刘梦缘发言中还有一句话给人留下很深印象。她说,她感谢那些帮助过自己的人,因为他们让自己变得更优秀;也感谢那些伤害过自己的人,因为他们让自己变得更坚强。这句话说得非常平静,却很有力量,也像是把她和母亲这些年走过的路浓缩成了一种成熟的心态。回头看这对母女的故事,最打动人的也许不只是她们克服了多少具体困难,而是在那么多拒绝、挫败、病痛与孤单之中,她们始终没有停止相信:一个孩子是可以被鼓励出来的,一个生命也是可以在被理解中重新长出力量的。

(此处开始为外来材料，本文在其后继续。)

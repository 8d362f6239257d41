//! Model boundary
//!
//! Chat wire types, the `Provider` trait, and the `ModelAction` tagged union
//! that the runner consumes: every model response is exactly one of text, a
//! tool call, or a final output.

use async_trait::async_trait;
use serde::{Deserialize, Serialize};
use serde_json::Value;

use thiserror::Error;

pub mod openai;

pub use openai::OpenAiCompatProvider;

/// Reserved tool name a model calls to declare its final output
pub const FINAL_OUTPUT_TOOL: &str = "final_output";

/// Provider errors
#[derive(Error, Debug)]
pub enum ProviderError {
    #[error("◆ REQUEST FAILED: {0}")]
    Request(#[from] reqwest::Error),

    #[error("◆ MALFORMED JSON: {0}")]
    Json(#[from] serde_json::Error),

    #[error("◆ PROVIDER REJECTED REQUEST: {0}")]
    Api(String),

    #[error("◆ NO API KEY CONFIGURED")]
    NoApiKey,

    #[error("◆ INVALID RESPONSE")]
    InvalidResponse,

    #[error("◆ UNRECOGNIZED RESPONSE SHAPE: {0}")]
    UnrecognizedResponse(String),

    #[error("◆ RATE LIMITED")]
    RateLimited,
}

pub type Result<T> = std::result::Result<T, ProviderError>;

/// A tool invocation requested by the model
#[derive(Debug, Clone, PartialEq, Serialize, Deserialize)]
pub struct ToolCall {
    pub id: String,
    pub name: String,
    pub arguments: Value,
}

/// Raw chat completion
#[derive(Debug, Clone, Serialize, Deserialize)]
pub struct ChatResponse {
    pub content: Option<String>,
    #[serde(default)]
    pub tool_calls: Vec<ToolCall>,
    #[serde(default)]
    pub finish_reason: String,
    #[serde(default)]
    pub usage: Usage,
}

impl ChatResponse {
    pub fn has_tool_calls(&self) -> bool {
        !self.tool_calls.is_empty()
    }

    pub fn text(content: impl Into<String>) -> Self {
        Self {
            content: Some(content.into()),
            tool_calls: Vec::new(),
            finish_reason: "stop".to_string(),
            usage: Usage::default(),
        }
    }

    pub fn tool_call(id: impl Into<String>, name: impl Into<String>, arguments: Value) -> Self {
        Self {
            content: None,
            tool_calls: vec![ToolCall {
                id: id.into(),
                name: name.into(),
                arguments,
            }],
            finish_reason: "tool_calls".to_string(),
            usage: Usage::default(),
        }
    }

    /// Response declaring a structured final output
    pub fn final_output(output: Value) -> Self {
        Self::tool_call("final", FINAL_OUTPUT_TOOL, output)
    }

    /// Collapse the response into a single action.
    ///
    /// `structured` is true when the calling agent declares an output schema:
    /// plain text is then an intermediate message and the final output must
    /// come through the `final_output` tool. Without a schema, plain text is
    /// the final output.
    pub fn into_action(self, structured: bool) -> Result<ModelAction> {
        if self.tool_calls.len() > 1 {
            return Err(ProviderError::UnrecognizedResponse(format!(
                "{} tool calls in one response",
                self.tool_calls.len()
            )));
        }

        if let Some(call) = self.tool_calls.into_iter().next() {
            if call.name == FINAL_OUTPUT_TOOL {
                return Ok(ModelAction::FinalOutput(call.arguments));
            }
            return Ok(ModelAction::ToolCall(call));
        }

        match self.content {
            Some(text) if structured => Ok(ModelAction::Text(text)),
            Some(text) => Ok(ModelAction::FinalOutput(Value::String(text))),
            None => Err(ProviderError::UnrecognizedResponse(
                "no content and no tool call".to_string(),
            )),
        }
    }
}

/// One model-proposed step
#[derive(Debug, Clone, PartialEq)]
pub enum ModelAction {
    Text(String),
    ToolCall(ToolCall),
    FinalOutput(Value),
}

/// Token accounting
#[derive(Debug, Clone, Default, Serialize, Deserialize)]
#[serde(default)]
pub struct Usage {
    pub prompt_tokens: u32,
    pub completion_tokens: u32,
    pub total_tokens: u32,
}

/// Conversation entry sent to the model
#[derive(Debug, Clone, Serialize, Deserialize)]
pub struct Message {
    pub role: String,
    #[serde(skip_serializing_if = "Option::is_none")]
    pub content: Option<String>,
    #[serde(skip_serializing_if = "Option::is_none")]
    pub tool_calls: Option<Vec<ToolCallDef>>,
    #[serde(skip_serializing_if = "Option::is_none")]
    pub tool_call_id: Option<String>,
    #[serde(skip_serializing_if = "Option::is_none")]
    pub name: Option<String>,
}

impl Message {
    fn with_role(role: &str, content: String) -> Self {
        Self {
            role: role.to_string(),
            content: Some(content),
            tool_calls: None,
            tool_call_id: None,
            name: None,
        }
    }

    pub fn system(content: impl Into<String>) -> Self {
        Self::with_role("system", content.into())
    }

    pub fn user(content: impl Into<String>) -> Self {
        Self::with_role("user", content.into())
    }

    pub fn assistant(content: impl Into<String>) -> Self {
        Self::with_role("assistant", content.into())
    }

    /// Assistant turn that requested a tool call
    pub fn assistant_tool_call(call: &ToolCall) -> Self {
        Self {
            role: "assistant".to_string(),
            content: None,
            tool_calls: Some(vec![ToolCallDef::new(
                &call.id,
                &call.name,
                call.arguments.clone(),
            )]),
            tool_call_id: None,
            name: None,
        }
    }

    pub fn tool(
        call_id: impl Into<String>,
        name: impl Into<String>,
        result: impl Into<String>,
    ) -> Self {
        Self {
            role: "tool".to_string(),
            content: Some(result.into()),
            tool_calls: None,
            tool_call_id: Some(call_id.into()),
            name: Some(name.into()),
        }
    }
}

/// Tool call as echoed back in history
#[derive(Debug, Clone, Serialize, Deserialize)]
pub struct ToolCallDef {
    pub id: String,
    #[serde(rename = "type")]
    pub call_type: String,
    pub function: FunctionCall,
}

impl ToolCallDef {
    pub fn new(id: impl Into<String>, name: impl Into<String>, arguments: Value) -> Self {
        Self {
            id: id.into(),
            call_type: "function".to_string(),
            function: FunctionCall {
                name: name.into(),
                arguments,
            },
        }
    }
}

#[derive(Debug, Clone, Serialize, Deserialize)]
pub struct FunctionCall {
    pub name: String,
    pub arguments: Value,
}

/// Tool schema offered to the model
#[derive(Debug, Clone, Serialize, Deserialize)]
pub struct Tool {
    #[serde(rename = "type")]
    pub tool_type: String,
    pub function: FunctionDef,
}

impl Tool {
    pub fn new(name: impl Into<String>, description: impl Into<String>, parameters: Value) -> Self {
        Self {
            tool_type: "function".to_string(),
            function: FunctionDef {
                name: name.into(),
                description: description.into(),
                parameters,
            },
        }
    }
}

#[derive(Debug, Clone, Serialize, Deserialize)]
pub struct FunctionDef {
    pub name: String,
    pub description: String,
    pub parameters: Value,
}

/// Request parameters
#[derive(Debug, Clone)]
pub struct ChatParams {
    pub model: String,
    pub messages: Vec<Message>,
    pub tools: Vec<Tool>,
    pub max_tokens: u32,
    pub temperature: f32,
    pub tool_choice: ToolChoice,
}

impl Default for ChatParams {
    fn default() -> Self {
        Self {
            model: String::new(),
            messages: Vec::new(),
            tools: Vec::new(),
            max_tokens: 4096,
            temperature: 0.2,
            tool_choice: ToolChoice::Auto,
        }
    }
}

#[derive(Debug, Clone)]
pub enum ToolChoice {
    Auto,
    Required(String),
    None,
}

/// Language model backend
#[async_trait]
pub trait Provider: Send + Sync {
    async fn chat(&self, params: ChatParams) -> Result<ChatResponse>;
    fn default_model(&self) -> String;
    fn is_configured(&self) -> bool;
}

#[cfg(test)]
mod tests {
    use super::*;
    use serde_json::json;

    #[test]
    fn test_provider_error_display() {
        assert_eq!(ProviderError::NoApiKey.to_string(), "◆ NO API KEY CONFIGURED");
        assert_eq!(
            ProviderError::Api("bad".to_string()).to_string(),
            "◆ PROVIDER REJECTED REQUEST: bad"
        );
        assert_eq!(ProviderError::RateLimited.to_string(), "◆ RATE LIMITED");
    }

    #[test]
    fn test_text_without_schema_is_final() {
        let action = ChatResponse::text("42 users").into_action(false).unwrap();
        assert_eq!(action, ModelAction::FinalOutput(json!("42 users")));
    }

    #[test]
    fn test_text_with_schema_is_intermediate() {
        let action = ChatResponse::text("thinking").into_action(true).unwrap();
        assert_eq!(action, ModelAction::Text("thinking".to_string()));
    }

    #[test]
    fn test_single_tool_call() {
        let action = ChatResponse::tool_call("c1", "describe_database", json!({}))
            .into_action(true)
            .unwrap();
        match action {
            ModelAction::ToolCall(call) => {
                assert_eq!(call.id, "c1");
                assert_eq!(call.name, "describe_database");
            }
            other => panic!("Expected tool call, got {:?}", other),
        }
    }

    #[test]
    fn test_final_output_tool() {
        let output = json!({"sql_query": "SELECT 1", "query_results": "[[1]]"});
        let action = ChatResponse::final_output(output.clone())
            .into_action(true)
            .unwrap();
        assert_eq!(action, ModelAction::FinalOutput(output));
    }

    #[test]
    fn test_multiple_tool_calls_rejected() {
        let mut response = ChatResponse::tool_call("a", "x", json!({}));
        response.tool_calls.push(ToolCall {
            id: "b".to_string(),
            name: "y".to_string(),
            arguments: json!({}),
        });

        let err = response.into_action(false).unwrap_err();
        assert!(matches!(err, ProviderError::UnrecognizedResponse(_)));
    }

    #[test]
    fn test_empty_response_rejected() {
        let response = ChatResponse {
            content: None,
            tool_calls: Vec::new(),
            finish_reason: "stop".to_string(),
            usage: Usage::default(),
        };
        assert!(matches!(
            response.into_action(false),
            Err(ProviderError::UnrecognizedResponse(_))
        ));
    }

    #[test]
    fn test_tool_call_wins_over_content() {
        let mut response = ChatResponse::tool_call("c", "sql_query", json!({"query": "SELECT 1"}));
        response.content = Some("Let me check".to_string());
        assert!(matches!(
            response.into_action(false).unwrap(),
            ModelAction::ToolCall(_)
        ));
    }

    #[test]
    fn test_message_builders() {
        let msg = Message::system("sys");
        assert_eq!(msg.role, "system");

        let msg = Message::tool("call_1", "sql_query", "[]");
        assert_eq!(msg.role, "tool");
        assert_eq!(msg.tool_call_id.as_deref(), Some("call_1"));
        assert_eq!(msg.name.as_deref(), Some("sql_query"));
    }

    #[test]
    fn test_assistant_tool_call_message() {
        let call = ToolCall {
            id: "c9".to_string(),
            name: "drop_table".to_string(),
            arguments: json!({"table": "users"}),
        };
        let msg = Message::assistant_tool_call(&call);
        assert_eq!(msg.role, "assistant");
        assert!(msg.content.is_none());
        let defs = msg.tool_calls.unwrap();
        assert_eq!(defs.len(), 1);
        assert_eq!(defs[0].function.name, "drop_table");
        assert_eq!(defs[0].call_type, "function");
    }

    #[test]
    fn test_tool_serialization() {
        let tool = Tool::new("describe_database", "Describe schema", json!({}));
        let json_str = serde_json::to_string(&tool).unwrap();
        assert!(json_str.contains("\"type\":\"function\""));
        assert!(json_str.contains("\"name\":\"describe_database\""));
    }

    #[test]
    fn test_message_skips_empty_fields() {
        let json_str = serde_json::to_string(&Message::user("Hello")).unwrap();
        assert_eq!(json_str, r#"{"role":"user","content":"Hello"}"#);
    }

    #[test]
    fn test_chat_params_default() {
        let params = ChatParams::default();
        assert!(params.model.is_empty());
        assert_eq!(params.max_tokens, 4096);
        assert!(matches!(params.tool_choice, ToolChoice::Auto));
    }
}
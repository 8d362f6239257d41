//! Agent definitions

use datacrew_provider::{Tool, FINAL_OUTPUT_TOOL};
use serde_json::Value;
use std::sync::Arc;

use crate::guardrail::Guardrail;
use crate::tools::{AgentTool, ParamKind, ParamSchema, ToolEntry, ToolRegistry, ToolTrait};
use crate::Result;

/// Structured output contract of an agent
#[derive(Debug, Clone, PartialEq)]
pub struct OutputSchema {
    pub name: String,
    pub fields: ParamSchema,
}

impl OutputSchema {
    pub fn new(name: impl Into<String>) -> Self {
        Self {
            name: name.into(),
            fields: ParamSchema::new(),
        }
    }

    pub fn required(mut self, name: &str, kind: ParamKind, description: &str) -> Self {
        self.fields = self.fields.required(name, kind, description);
        self
    }

    pub fn optional(mut self, name: &str, kind: ParamKind, description: &str) -> Self {
        self.fields = self.fields.optional(name, kind, description);
        self
    }

    /// Type and presence violations, plus blank required text fields
    pub fn violations(&self, candidate: &Value) -> Vec<String> {
        if !candidate.is_object() {
            return vec![format!("output is not a structured `{}` object", self.name)];
        }

        let mut violations = self.fields.violations(candidate);
        for field in self.fields.params() {
            if !field.required || field.kind != ParamKind::String {
                continue;
            }
            if let Some(Value::String(s)) = candidate.get(&field.name) {
                if s.trim().is_empty() {
                    violations.push(format!("required field `{}` is empty", field.name));
                }
            }
        }
        violations
    }

    /// The reserved tool through which the model declares its final output
    pub fn to_tool(&self) -> Tool {
        Tool::new(
            FINAL_OUTPUT_TOOL,
            format!(
                "Declare the final answer as a `{}` object. Call this exactly once, when the task is complete.",
                self.name
            ),
            self.fields.to_json_schema(),
        )
    }
}

/// Immutable agent: instructions, tools and output contracts
#[derive(Debug, Clone)]
pub struct AgentDefinition {
    pub name: String,
    /// Model identifier; `None` uses the provider default
    pub model: Option<String>,
    pub instructions: String,
    pub tools: ToolRegistry,
    pub output_schema: Option<OutputSchema>,
    pub guardrails: Vec<Guardrail>,
}

impl AgentDefinition {
    pub fn builder(name: impl Into<String>) -> AgentBuilder {
        AgentBuilder::new(name)
    }

    pub fn is_structured(&self) -> bool {
        self.output_schema.is_some()
    }

    /// Tool schemas offered to the model, including `final_output` when the
    /// agent declares an output schema
    pub fn tool_definitions(&self) -> Vec<Tool> {
        let mut tools = self.tools.definitions();
        if let Some(schema) = &self.output_schema {
            tools.push(schema.to_tool());
        }
        tools
    }

    pub fn schema_violations(&self, candidate: &Value) -> Vec<String> {
        self.output_schema
            .as_ref()
            .map(|schema| schema.violations(candidate))
            .unwrap_or_default()
    }

    /// Expose this agent to another agent as a delegation tool
    pub fn as_tool(
        self: &Arc<Self>,
        name: impl Into<String>,
        description: impl Into<String>,
    ) -> AgentTool {
        AgentTool::new(name, description, Arc::clone(self))
    }
}

pub struct AgentBuilder {
    name: String,
    model: Option<String>,
    instructions: String,
    tools: Vec<ToolEntry>,
    output_schema: Option<OutputSchema>,
    guardrails: Vec<Guardrail>,
}

impl AgentBuilder {
    pub fn new(name: impl Into<String>) -> Self {
        Self {
            name: name.into(),
            model: None,
            instructions: String::new(),
            tools: Vec::new(),
            output_schema: None,
            guardrails: Vec::new(),
        }
    }

    pub fn model(mut self, model: impl Into<String>) -> Self {
        let model = model.into();
        self.model = if model.is_empty() { None } else { Some(model) };
        self
    }

    pub fn instructions(mut self, instructions: impl Into<String>) -> Self {
        self.instructions = instructions.into();
        self
    }

    pub fn tool<T: ToolTrait + 'static>(mut self, tool: T) -> Self {
        self.tools.push(ToolEntry::Function(Arc::new(tool)));
        self
    }

    pub fn agent_tool(mut self, tool: AgentTool) -> Self {
        self.tools.push(ToolEntry::Agent(tool));
        self
    }

    pub fn output_schema(mut self, schema: OutputSchema) -> Self {
        self.output_schema = Some(schema);
        self
    }

    pub fn guardrail(mut self, guardrail: Guardrail) -> Self {
        self.guardrails.push(guardrail);
        self
    }

    /// Fails with `DuplicateToolName` if two tools share a name
    pub fn build(self) -> Result<AgentDefinition> {
        let mut tools = ToolRegistry::new();
        for entry in self.tools {
            tools.register_entry(entry)?;
        }

        Ok(AgentDefinition {
            name: self.name,
            model: self.model,
            instructions: self.instructions,
            tools,
            output_schema: self.output_schema,
            guardrails: self.guardrails,
        })
    }
}
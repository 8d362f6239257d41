//! Output guardrails
//!
//! A guardrail inspects a candidate final output. Predicates run in-process;
//! judges hand a rendered summary to a separate agent whose structured
//! output carries a boolean verdict. The runner treats a triggered result
//! from either variant the same way.

use async_trait::async_trait;
use serde::{Deserialize, Serialize};
use serde_json::Value;
use std::fmt;
use std::sync::Arc;

use crate::agent::AgentDefinition;

/// Uniform guardrail verdict
#[derive(Debug, Clone, Default, PartialEq, Eq, Serialize, Deserialize)]
pub struct GuardrailResult {
    pub violations: Vec<String>,
    pub tripwire_triggered: bool,
}

impl GuardrailResult {
    pub fn pass() -> Self {
        Self::default()
    }

    /// Triggered when `violations` is non-empty
    pub fn from_violations(violations: Vec<String>) -> Self {
        let tripwire_triggered = !violations.is_empty();
        Self {
            violations,
            tripwire_triggered,
        }
    }

    pub fn tripwire(reason: impl Into<String>) -> Self {
        Self {
            violations: vec![reason.into()],
            tripwire_triggered: true,
        }
    }

    pub fn is_triggered(&self) -> bool {
        self.tripwire_triggered || !self.violations.is_empty()
    }
}

/// In-process check of a candidate output
#[async_trait]
pub trait OutputGuardrail: Send + Sync {
    fn name(&self) -> &str;
    async fn check(&self, output: &Value) -> GuardrailResult;
}

/// Required text fields must be non-blank; optional text fields may be
/// absent or null but not blank when present.
#[derive(Debug, Clone)]
pub struct RequiredFieldsGuardrail {
    name: String,
    required: Vec<String>,
    optional: Vec<String>,
}

impl RequiredFieldsGuardrail {
    pub fn new(name: impl Into<String>) -> Self {
        Self {
            name: name.into(),
            required: Vec::new(),
            optional: Vec::new(),
        }
    }

    pub fn required(mut self, fields: &[&str]) -> Self {
        self.required.extend(fields.iter().map(|f| f.to_string()));
        self
    }

    pub fn optional(mut self, fields: &[&str]) -> Self {
        self.optional.extend(fields.iter().map(|f| f.to_string()));
        self
    }

    fn evaluate(&self, output: &Value) -> Vec<String> {
        let Some(object) = output.as_object() else {
            return vec!["output is not a structured object".to_string()];
        };

        let mut violations = Vec::new();
        for field in &self.required {
            match object.get(field) {
                None | Some(Value::Null) => violations.push(format!("Missing `{}`.", field)),
                Some(Value::String(s)) if s.trim().is_empty() => {
                    violations.push(format!("Missing `{}`.", field))
                }
                Some(_) => {}
            }
        }
        for field in &self.optional {
            if let Some(Value::String(s)) = object.get(field) {
                if s.trim().is_empty() {
                    violations.push(format!("`{}` is present but empty.", field));
                }
            }
        }
        violations
    }
}

#[async_trait]
impl OutputGuardrail for RequiredFieldsGuardrail {
    fn name(&self) -> &str {
        &self.name
    }

    async fn check(&self, output: &Value) -> GuardrailResult {
        GuardrailResult::from_violations(self.evaluate(output))
    }
}

type CheckFn = dyn Fn(&Value) -> GuardrailResult + Send + Sync;

/// Closure-backed predicate
pub struct FnGuardrail {
    name: String,
    check: Box<CheckFn>,
}

impl FnGuardrail {
    pub fn new<F>(name: impl Into<String>, check: F) -> Self
    where
        F: Fn(&Value) -> GuardrailResult + Send + Sync + 'static,
    {
        Self {
            name: name.into(),
            check: Box::new(check),
        }
    }
}

#[async_trait]
impl OutputGuardrail for FnGuardrail {
    fn name(&self) -> &str {
        &self.name
    }

    async fn check(&self, output: &Value) -> GuardrailResult {
        (self.check)(output)
    }
}

/// Delegated judgment: a separate agent reads a summary of the candidate
/// and answers with `{<verdict_field>: bool, <rationale_field>: string}`.
#[derive(Clone)]
pub struct JudgeGuardrail {
    pub name: String,
    pub agent: Arc<AgentDefinition>,
    /// Fields rendered into the summary, in order; empty renders every field
    pub fields: Vec<String>,
    pub verdict_field: String,
    pub rationale_field: String,
}

impl JudgeGuardrail {
    pub fn new(name: impl Into<String>, agent: Arc<AgentDefinition>) -> Self {
        Self {
            name: name.into(),
            agent,
            fields: Vec::new(),
            verdict_field: "is_valid".to_string(),
            rationale_field: "reasoning".to_string(),
        }
    }

    pub fn fields(mut self, fields: &[&str]) -> Self {
        self.fields = fields.iter().map(|f| f.to_string()).collect();
        self
    }

    pub fn verdict_field(mut self, field: impl Into<String>) -> Self {
        self.verdict_field = field.into();
        self
    }

    pub fn rationale_field(mut self, field: impl Into<String>) -> Self {
        self.rationale_field = field.into();
        self
    }

    /// Text handed to the judge agent
    pub fn render_summary(&self, output: &Value) -> String {
        let Some(object) = output.as_object() else {
            return render_value(output);
        };

        let fields: Vec<&str> = if self.fields.is_empty() {
            object.keys().map(String::as_str).collect()
        } else {
            self.fields.iter().map(String::as_str).collect()
        };

        fields
            .iter()
            .map(|field| {
                let value = match object.get(*field) {
                    None | Some(Value::Null) => "None".to_string(),
                    Some(value) => render_value(value),
                };
                format!("{}:\n{}", humanize(field), value)
            })
            .collect::<Vec<_>>()
            .join("\n\n")
    }

    /// Map the judge's final output to a guardrail result
    pub fn interpret(&self, verdict: &Value) -> GuardrailResult {
        let rationale = verdict
            .get(&self.rationale_field)
            .and_then(Value::as_str)
            .filter(|r| !r.trim().is_empty());

        match verdict.get(&self.verdict_field).and_then(Value::as_bool) {
            Some(true) => GuardrailResult::pass(),
            Some(false) => GuardrailResult::tripwire(match rationale {
                Some(r) => format!("{}: {}", self.name, r),
                None => format!("{}: output rejected", self.name),
            }),
            None => GuardrailResult::tripwire(format!(
                "{}: judge returned no `{}` verdict",
                self.name, self.verdict_field
            )),
        }
    }
}

fn render_value(value: &Value) -> String {
    match value {
        Value::String(s) => s.clone(),
        other => other.to_string(),
    }
}

fn humanize(field: &str) -> String {
    let text = field.replace('_', " ");
    let mut chars = text.chars();
    match chars.next() {
        Some(first) => first.to_uppercase().chain(chars).collect(),
        None => text,
    }
}

/// Guardrail attached to an agent
#[derive(Clone)]
pub enum Guardrail {
    Predicate(Arc<dyn OutputGuardrail>),
    Judge(JudgeGuardrail),
}

impl Guardrail {
    pub fn predicate<G: OutputGuardrail + 'static>(guardrail: G) -> Self {
        Self::Predicate(Arc::new(guardrail))
    }

    pub fn judge(guardrail: JudgeGuardrail) -> Self {
        Self::Judge(guardrail)
    }

    pub fn name(&self) -> &str {
        match self {
            Self::Predicate(g) => g.name(),
            Self::Judge(g) => &g.name,
        }
    }
}

impl fmt::Debug for Guardrail {
    fn fmt(&self, f: &mut fmt::Formatter<'_>) -> fmt::Result {
        match self {
            Self::Predicate(g) => write!(f, "Predicate({})", g.name()),
            Self::Judge(g) => write!(f, "Judge({} -> {})", g.name, g.agent.name),
        }
    }
}
//! Mock Provider Tests
//!
//! Verifies that the Provider trait can be mocked with mockall and that
//! mocked responses collapse into the expected model actions.

use async_trait::async_trait;
use datacrew_provider::{
    ChatParams, ChatResponse, Message, ModelAction, Provider, ProviderError, Tool,
    FINAL_OUTPUT_TOOL,
};
use mockall::mock;
use serde_json::json;
use tokio_test::{assert_err, assert_ok};

mock! {
    pub Provider {}

    #[async_trait]
    impl Provider for Provider {
        async fn chat(&self, params: ChatParams) -> Result<ChatResponse, ProviderError>;
        fn default_model(&self) -> String;
        fn is_configured(&self) -> bool;
    }
}

#[tokio::test]
async fn test_mock_provider_chat_returns_text() {
    let mut mock = MockProvider::new();
    mock.expect_chat()
        .times(1)
        .returning(|_| Ok(ChatResponse::text("Hello from mock!")));

    let response = assert_ok!(mock.chat(ChatParams::default()).await);

    assert_eq!(response.content, Some("Hello from mock!".to_string()));
    assert!(!response.has_tool_calls());
}

#[tokio::test]
async fn test_mock_provider_chat_returns_error() {
    let mut mock = MockProvider::new();
    mock.expect_chat()
        .times(1)
        .returning(|_| Err(ProviderError::Api("Mock API error".to_string())));

    match mock.chat(ChatParams::default()).await {
        Err(ProviderError::Api(msg)) => assert_eq!(msg, "Mock API error"),
        other => panic!("Expected Api error, got {:?}", other.map(|r| r.content)),
    }
}

#[tokio::test]
async fn test_mock_provider_sees_tool_schemas() {
    let mut mock = MockProvider::new();
    mock.expect_chat()
        .times(1)
        .withf(|params| {
            params.tools.len() == 1
                && params.tools[0].function.name == "describe_database"
                && params.messages[0].role == "system"
        })
        .returning(|_| {
            Ok(ChatResponse::tool_call(
                "call_1",
                "describe_database",
                json!({}),
            ))
        });

    let params = ChatParams {
        model: "test-model".to_string(),
        messages: vec![Message::system("You are an analyst"), Message::user("schema?")],
        tools: vec![Tool::new("describe_database", "Describe", json!({}))],
        ..Default::default()
    };

    let action = mock.chat(params).await.unwrap().into_action(false).unwrap();
    match action {
        ModelAction::ToolCall(call) => assert_eq!(call.name, "describe_database"),
        other => panic!("Expected tool call, got {:?}", other),
    }
}

#[tokio::test]
async fn test_mock_provider_sequence_of_actions() {
    let mut mock = MockProvider::new();
    mock.expect_chat()
        .times(1)
        .returning(|_| Ok(ChatResponse::tool_call("c1", "sql_query", json!({"query": "SELECT 1"}))));
    mock.expect_chat()
        .times(1)
        .returning(|_| Ok(ChatResponse::final_output(json!({"answer": 1}))));

    let first = mock.chat(ChatParams::default()).await.unwrap();
    let second = mock.chat(ChatParams::default()).await.unwrap();

    assert!(matches!(first.into_action(true).unwrap(), ModelAction::ToolCall(_)));
    assert_eq!(second.tool_calls[0].name, FINAL_OUTPUT_TOOL);
    assert_eq!(
        second.into_action(true).unwrap(),
        ModelAction::FinalOutput(json!({"answer": 1}))
    );
}

#[test]
fn test_mock_provider_metadata() {
    let mut mock = MockProvider::new();
    mock.expect_default_model()
        .returning(|| "gpt-4o-mini".to_string());
    mock.expect_is_configured().returning(|| false);

    assert_eq!(mock.default_model(), "gpt-4o-mini");
    assert!(!mock.is_configured());
}

#[tokio::test]
async fn test_mock_provider_rate_limited() {
    let mut mock = MockProvider::new();
    mock.expect_chat()
        .times(1)
        .returning(|_| Err(ProviderError::RateLimited));

    let err = assert_err!(mock.chat(ChatParams::default()).await);
    assert!(matches!(err, ProviderError::RateLimited));
}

在论坛最后的总结发言中,大会主席孔学君医生(Xue-Jun (June) Kong, MD)深情回顾了这两天的历程。她表示,这次论坛之所以令人难忘,不仅因为汇聚了来自临床、研究、教育、家庭、艺术与社区等不同领域的声音,更因为现场分享了许多震撼人心的真实故事,也让与会者之间产生了真诚而深入的交流。两天的议程不断提醒人们,自闭症并不是一个可以被单一视角概括的话题;它既需要科学的探索,也需要家庭的陪伴,既需要制度与社会支持,也需要人与人之间真实的理解。正是这些不同层面的相互交织,才让这次论坛真正有了深度,也有了温度。

而在这段总结中,最打动人的部分,仍然是她谈到自己的儿子雷蒙德(Raymond)时所流露出的深情。她特别说到,自己非常感谢儿子,因为儿子给了她许多灵感——无论是研究上的想法,还是临床上的方案,都深深受到儿子的启发。更重要的是,儿子也给了她一生的热情,以及她今天所走的事业方向。她谈到,儿子让她获得了最真实的经验,也让她在彼此陪伴、彼此学习的过程中不断成长;某种意义上,正是儿子训练了她,成为今天的自闭症专家。这样一番话,没有刻意煽情,却非常有力量,也让人看见,在专业身份背后,她首先是一位母亲,而她所有的研究、临床与推动,最终都深深扎根于真实的生命关系之中。

她也借此表达了对家人的感谢,并把这份感受推向更广的家庭与社区。她真诚希望,所有家长都能够学会识别自己孩子的优势,看见他们身上那些也许尚未被外界发现的隐藏才能。她的话像是对自己一路走来的总结,也像是送给所有在场家庭的一份鼓励:不要只盯着孩子的不足,更要努力看见他们独特的潜力与光亮。

在发言的最后,孔学君医生也代表大会,向所有为这次论坛付出心力的人表达了诚挚感谢。她感谢从远道而来的与会者,感谢两天中带来精彩分享的临床医生、研究者、教育工作者、家庭代表和所有发言嘉宾,也感谢主办方、筹委会、合作机构以及默默支持大会顺利进行的每一位工作人员和志愿者。从前期筹备到现场执行,从报名注册、会务协调、音响设备、接待引导,到画册制作、展览布置、餐食安排和各项后勤支持,许多细致而繁重的工作都凝聚着大家的辛劳。正是因为这么多人的共同投入与彼此成全,这场论坛才得以顺利举行,也让科学、教育、艺术、家庭和社区在这两天里真正相遇、相连。